TASK TO CARRY OUT ::
Only the lines from the start of the data through the one containing "under the trust" belong in your answer; return them exactly.

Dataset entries
****

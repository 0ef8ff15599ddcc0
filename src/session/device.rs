//! Device fingerprinting and trust scoring.
//!
//! A device is recognized by a SHA-256 fingerprint over its normalized
//! client-reported characteristics. Trust accrues with consistent logins
//! (more when the network also matches), jumps after a verified two-factor
//! code, and drops on failed ones. Logins from devices under the trust
//! threshold require step-up verification.

use anyhow::{Context, Result};
use serde::{Deserialize, Serialize};
use sha2::{Digest, Sha256};
use sqlx::{PgPool, Row};
use std::net::IpAddr;
use std::sync::Arc;
use tracing::Instrument;
use utoipa::ToSchema;
use uuid::Uuid;

use crate::config::AuthConfig;

const LOGIN_BONUS: i32 = 10;
const SAME_NETWORK_BONUS: i32 = 5;
const TWO_FACTOR_SUCCESS_BONUS: i32 = 30;
const TWO_FACTOR_FAILURE_PENALTY: i32 = -15;

/// Client-reported device characteristics sent with a login request.
#[derive(Clone, Debug, Default, Deserialize, Serialize, ToSchema)]
pub struct DeviceInfo {
    pub user_agent: Option<String>,
    pub platform: Option<String>,
    pub device_name: Option<String>,
    pub app_version: Option<String>,
}

#[derive(Debug, Clone)]
pub struct DeviceRecord {
    pub id: Uuid,
    pub trust_score: i32,
    pub is_trusted: bool,
}

/// Stable fingerprint over normalized device characteristics.
#[must_use]
pub fn fingerprint(info: &DeviceInfo) -> String {
    let mut hasher = Sha256::new();
    for field in [
        &info.user_agent,
        &info.platform,
        &info.device_name,
        &info.app_version,
    ] {
        let normalized = field
            .as_deref()
            .map(|value| value.trim().to_lowercase())
            .unwrap_or_default();
        hasher.update(normalized.as_bytes());
        hasher.update(b"\n");
    }
    format!("{:x}", hasher.finalize())
}

/// Clamp a score adjustment into the 0..=100 band.
#[must_use]
pub const fn adjusted_score(current: i32, delta: i32) -> i32 {
    let next = current + delta;
    if next < 0 {
        0
    } else if next > 100 {
        100
    } else {
        next
    }
}

/// Coarse network identity: IPv4 /24 or IPv6 /64 prefix equality.
#[must_use]
pub fn same_network(a: &str, b: &str) -> bool {
    match (a.parse::<IpAddr>(), b.parse::<IpAddr>()) {
        (Ok(IpAddr::V4(a)), Ok(IpAddr::V4(b))) => a.octets()[..3] == b.octets()[..3],
        (Ok(IpAddr::V6(a)), Ok(IpAddr::V6(b))) => a.segments()[..4] == b.segments()[..4],
        _ => false,
    }
}

pub struct DeviceTrustEngine {
    pool: PgPool,
    config: Arc<AuthConfig>,
}

impl DeviceTrustEngine {
    #[must_use]
    pub fn new(pool: PgPool, config: Arc<AuthConfig>) -> Self {
        Self { pool, config }
    }

    /// Register or update the device behind a successful credential check.
    /// Returns the device and whether it was seen for the first time.
    ///
    /// # Errors
    /// Returns an error on store failure.
    pub async fn observe_login(
        &self,
        user_id: Uuid,
        info: &DeviceInfo,
        ip: Option<&str>,
    ) -> Result<(DeviceRecord, bool)> {
        let fingerprint = fingerprint(info);

        let query = r"
            SELECT id, trust_score, host(last_ip) AS last_ip
            FROM devices
            WHERE user_id = $1
              AND fingerprint = $2
            LIMIT 1
        ";
        let span = tracing::info_span!(
            "db.query",
            db.system = "postgresql",
            db.operation = "SELECT",
            db.statement = query
        );
        let existing = sqlx::query(query)
            .bind(user_id)
            .bind(&fingerprint)
            .fetch_optional(&self.pool)
            .instrument(span)
            .await
            .context("failed to look up device")?;

        match existing {
            Some(row) => {
                let id: Uuid = row.get("id");
                let score: i32 = row.get("trust_score");
                let last_ip: Option<String> = row.get("last_ip");

                let mut delta = LOGIN_BONUS;
                if let (Some(current), Some(previous)) = (ip, last_ip.as_deref())
                    && same_network(current, previous)
                {
                    delta += SAME_NETWORK_BONUS;
                }
                let record = self.apply_delta(id, delta, ip).await?;
                Ok((record, false))
            }
            None => {
                let record = self.register(user_id, &fingerprint, ip).await?;
                Ok((record, true))
            }
        }
    }

    /// Score feedback from a two-factor attempt on this device.
    ///
    /// # Errors
    /// Returns an error on store failure.
    pub async fn record_two_factor(&self, device_id: Uuid, success: bool) -> Result<DeviceRecord> {
        let delta = if success {
            TWO_FACTOR_SUCCESS_BONUS
        } else {
            TWO_FACTOR_FAILURE_PENALTY
        };
        self.apply_delta(device_id, delta, None).await
    }

    async fn register(
        &self,
        user_id: Uuid,
        fingerprint: &str,
        ip: Option<&str>,
    ) -> Result<DeviceRecord> {
        // ON CONFLICT covers two first-sight logins racing; the loser of the
        // insert still lands on the same row.
        let query = r"
            INSERT INTO devices (user_id, fingerprint, last_ip)
            VALUES ($1, $2, $3::inet)
            ON CONFLICT (user_id, fingerprint)
            DO UPDATE SET last_seen = NOW()
            RETURNING id, trust_score, is_trusted
        ";
        let span = tracing::info_span!(
            "db.query",
            db.system = "postgresql",
            db.operation = "INSERT",
            db.statement = query
        );
        let row = sqlx::query(query)
            .bind(user_id)
            .bind(fingerprint)
            .bind(ip)
            .fetch_one(&self.pool)
            .instrument(span)
            .await
            .context("failed to register device")?;

        Ok(DeviceRecord {
            id: row.get("id"),
            trust_score: row.get("trust_score"),
            is_trusted: row.get("is_trusted"),
        })
    }

    /// Atomic score adjustment with clamping and trust recomputation done in
    /// the store, so concurrent updates cannot lose increments.
    async fn apply_delta(
        &self,
        device_id: Uuid,
        delta: i32,
        ip: Option<&str>,
    ) -> Result<DeviceRecord> {
        let query = r"
            UPDATE devices
            SET trust_score = GREATEST(0, LEAST(100, trust_score + $2)),
                is_trusted = GREATEST(0, LEAST(100, trust_score + $2)) >= $3,
                last_seen = NOW(),
                last_ip = COALESCE($4::inet, last_ip)
            WHERE id = $1
            RETURNING id, trust_score, is_trusted
        ";
        let span = tracing::info_span!(
            "db.query",
            db.system = "postgresql",
            db.operation = "UPDATE",
            db.statement = query
        );
        let row = sqlx::query(query)
            .bind(device_id)
            .bind(delta)
            .bind(self.config.trust_threshold())
            .bind(ip)
            .fetch_one(&self.pool)
            .instrument(span)
            .await
            .context("failed to update device trust")?;

        Ok(DeviceRecord {
            id: row.get("id"),
            trust_score: row.get("trust_score"),
            is_trusted: row.get("is_trusted"),
        })
    }
}

#[cfg(test)]
mod tests {
    use super::*;

    fn info(user_agent: &str, platform: &str) -> DeviceInfo {
        DeviceInfo {
            user_agent: Some(user_agent.to_string()),
            platform: Some(platform.to_string()),
            device_name: None,
            app_version: None,
        }
    }

    #[test]
    fn fingerprint_is_stable_under_case_and_whitespace() {
        let a = fingerprint(&info("Amora/2.1 iPhone", "iOS"));
        let b = fingerprint(&info("  amora/2.1 iphone ", "ios"));
        assert_eq!(a, b);
    }

    #[test]
    fn fingerprint_distinguishes_devices() {
        let a = fingerprint(&info("Amora/2.1 iPhone", "iOS"));
        let b = fingerprint(&info("Amora/2.1 Pixel", "Android"));
        assert_ne!(a, b);
    }

    #[test]
    fn fingerprint_fields_do_not_collide_across_positions() {
        let a = fingerprint(&DeviceInfo {
            user_agent: Some("x".to_string()),
            platform: None,
            ..DeviceInfo::default()
        });
        let b = fingerprint(&DeviceInfo {
            user_agent: None,
            platform: Some("x".to_string()),
            ..DeviceInfo::default()
        });
        assert_ne!(a, b);
    }

    #[test]
    fn score_clamps_at_both_ends() {
        assert_eq!(adjusted_score(95, 10), 100);
        assert_eq!(adjusted_score(5, -15), 0);
        assert_eq!(adjusted_score(50, 10), 60);
        assert_eq!(adjusted_score(0, 0), 0);
    }

    #[test]
    fn same_network_matches_ipv4_prefix() {
        assert!(same_network("203.0.113.10", "203.0.113.250"));
        assert!(!same_network("203.0.113.10", "203.0.114.10"));
    }

    #[test]
    fn same_network_matches_ipv6_prefix() {
        assert!(same_network("2001:db8:1:2::1", "2001:db8:1:2:ffff::9"));
        assert!(!same_network("2001:db8:1:2::1", "2001:db8:1:3::1"));
    }

    #[test]
    fn same_network_rejects_mixed_or_garbage() {
        assert!(!same_network("203.0.113.10", "2001:db8::1"));
        assert!(!same_network("not-an-ip", "203.0.113.10"));
    }
}
//! Root endpoint: a minimal service banner.

use axum::response::IntoResponse;

pub async fn root() -> impl IntoResponse {
    concat!(env!("CARGO_PKG_NAME"), " ", env!("CARGO_PKG_VERSION"))
}

#[cfg(test)]
mod tests {
    use super::*;
    use axum::{body::to_bytes, response::IntoResponse};

    #[tokio::test]
    async fn banner_names_the_service() {
        let response = root().await.into_response();
        let bytes = to_bytes(response.into_body(), 1024).await.expect("body");
        let body = String::from_utf8(bytes.to_vec()).expect("utf8");
        assert!(body.starts_with("amora-auth"));
    }
}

****

WRITTEN SOLUTION ::
repository 0ef8ff15599ddcc0
filename src/session/device.rs
//! Device fingerprinting and trust scoring.
//!
//! A device is recognized by a SHA-256 fingerprint over its normalized
//! client-reported characteristics. Trust accrues with consistent logins
//! (more when the network also matches), jumps after a verified two-factor
//! code, and drops on failed ones. Logins from devices under the trust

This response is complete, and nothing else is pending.